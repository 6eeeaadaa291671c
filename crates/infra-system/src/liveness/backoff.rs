// Backoff probe: signal, then poll the null signal with doubling sleeps
use async_trait::async_trait;
use std::time::Duration;
use tracing::debug;

use launcher_core::application::supervisor::constants::{BACKOFF_INITIAL_DELAY, BACKOFF_MAX_DELAY};
use launcher_core::domain::{Pid, Signum};
use launcher_core::port::LivenessProbe;
use launcher_core::Result;

use crate::signal::{self, Delivery};

/// Portable probe for any POSIX host
///
/// Sleeps 100 µs after the first check, doubling up to 40 ms, until the pid is gone.
pub struct BackoffProbe {
    initial_delay: Duration,
    max_delay: Duration,
}

impl BackoffProbe {
    pub fn new() -> Self {
        Self::with_delays(BACKOFF_INITIAL_DELAY, BACKOFF_MAX_DELAY)
    }

    pub fn with_delays(initial_delay: Duration, max_delay: Duration) -> Self {
        Self {
            initial_delay,
            max_delay,
        }
    }
}

impl Default for BackoffProbe {
    fn default() -> Self {
        Self::new()
    }
}

fn next_delay(delay: Duration, max_delay: Duration) -> Duration {
    (delay * 2).min(max_delay)
}

/// Poll until `pid` no longer exists
pub(crate) async fn wait_until_gone(
    pid: Pid,
    initial_delay: Duration,
    max_delay: Duration,
) -> Result<()> {
    let mut delay = initial_delay;
    let mut polls: u32 = 0;

    while signal::is_alive(pid)? {
        tokio::time::sleep(delay).await;
        delay = next_delay(delay, max_delay);
        polls += 1;
    }

    debug!(pid, polls, "Process confirmed gone");
    Ok(())
}

#[async_trait]
impl LivenessProbe for BackoffProbe {
    fn is_alive(&self, pid: Pid) -> Result<bool> {
        signal::is_alive(pid)
    }

    async fn wait_for_exit(&self, pid: Pid, signum: Signum, raise_if_missing: bool) -> Result<()> {
        if signal::send(pid, signum, raise_if_missing)? == Delivery::Missing {
            debug!(pid, signum, "Process already gone");
            return Ok(());
        }

        wait_until_gone(pid, self.initial_delay, self.max_delay).await
    }

    fn strategy(&self) -> &'static str {
        "backoff"
    }
}
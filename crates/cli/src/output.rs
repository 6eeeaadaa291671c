//! Human-readable rendering of supervisor results

use colored::Colorize;
use tabled::{Table, Tabled};

use launcher_core::application::{KillReport, NodeState, NodeStatus};
use launcher_core::port::LaunchOutcome;

#[derive(Tabled)]
struct StatusRow {
    node: String,
    pid: String,
    state: String,
}

fn colored_state(state: NodeState) -> String {
    let text = state.to_string();
    match state {
        NodeState::Running => text.green().to_string(),
        NodeState::Stopped => text.red().to_string(),
        NodeState::NotLaunched => text.yellow().to_string(),
        NodeState::Unstarted => text.dimmed().to_string(),
    }
}

pub fn print_status(statuses: &[NodeStatus]) {
    let rows: Vec<StatusRow> = statuses
        .iter()
        .map(|s| StatusRow {
            node: s.name.clone(),
            pid: s.pid.map(|p| p.to_string()).unwrap_or_else(|| "-".to_string()),
            state: colored_state(s.state),
        })
        .collect();

    println!("{}", Table::new(rows));
}

pub fn print_launches(outcomes: &[LaunchOutcome]) {
    for outcome in outcomes {
        match outcome.pid {
            Some(pid) => println!(
                "{} {} (pid {}): {}",
                "spawned".green(),
                outcome.node.bold(),
                pid,
                outcome.command_line()
            ),
            None => println!(
                "{} {}: {}",
                "unstarted".yellow(),
                outcome.node.bold(),
                outcome.command_line()
            ),
        }
    }
}

pub fn print_kill_report(report: &KillReport) {
    for node in &report.signaled {
        println!("{} {}", "stopped".green(), node.bold());
    }
    for node in &report.missing {
        println!("{} {} (no pid file)", "missing".yellow(), node.bold());
    }
    for (node, error) in &report.failed {
        println!("{} {}: {}", "failed".red(), node.bold(), error);
    }
}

....

**Work task**
Retype, exactly as written, everything from the first line of the data above through the line containing "tokio::time::sleep(delay).await;". Nothing else should appear.

**Answer area**
repository 6eeeaadaa291671c
filename crates/infra-system/src/liveness/backoff.rs
// Backoff probe: signal, then poll the null signal with doubling sleeps
use async_trait::async_trait;
use std::time::Duration;
use tracing::debug;

use launcher_core::application::supervisor::constants::{BACKOFF_INITIAL_DELAY, BACKOFF_MAX_DELAY};
use launcher_core::domain::{Pid, Signum};
use launcher_core::port::LivenessProbe;
use launcher_core::Result;

use crate::signal::{self, Delivery};

/// Portable probe for any POSIX host
///
/// Sleeps 100 µs after the first check, doubling up to 40 ms, until the pid is gone.
pub struct BackoffProbe {
    initial_delay: Duration,
    max_delay: Duration,
}

impl BackoffProbe {
    pub fn new() -> Self {
        Self::with_delays(BACKOFF_INITIAL_DELAY, BACKOFF_MAX_DELAY)
    }

    pub fn with_delays(initial_delay: Duration, max_delay: Duration) -> Self {
        Self {
            initial_delay,
            max_delay,
        }
    }
}

impl Default for BackoffProbe {
    fn default() -> Self {
        Self::new()
    }
}

fn next_delay(delay: Duration, max_delay: Duration) -> Duration {
    (delay * 2).min(max_delay)
}

/// Poll until `pid` no longer exists
pub(crate) async fn wait_until_gone(
    pid: Pid,
    initial_delay: Duration,
    max_delay: Duration,
) -> Result<()> {
    let mut delay = initial_delay;
    let mut polls: u32 = 0;

    while signal::is_alive(pid)? {
        tokio::time::sleep(delay).await;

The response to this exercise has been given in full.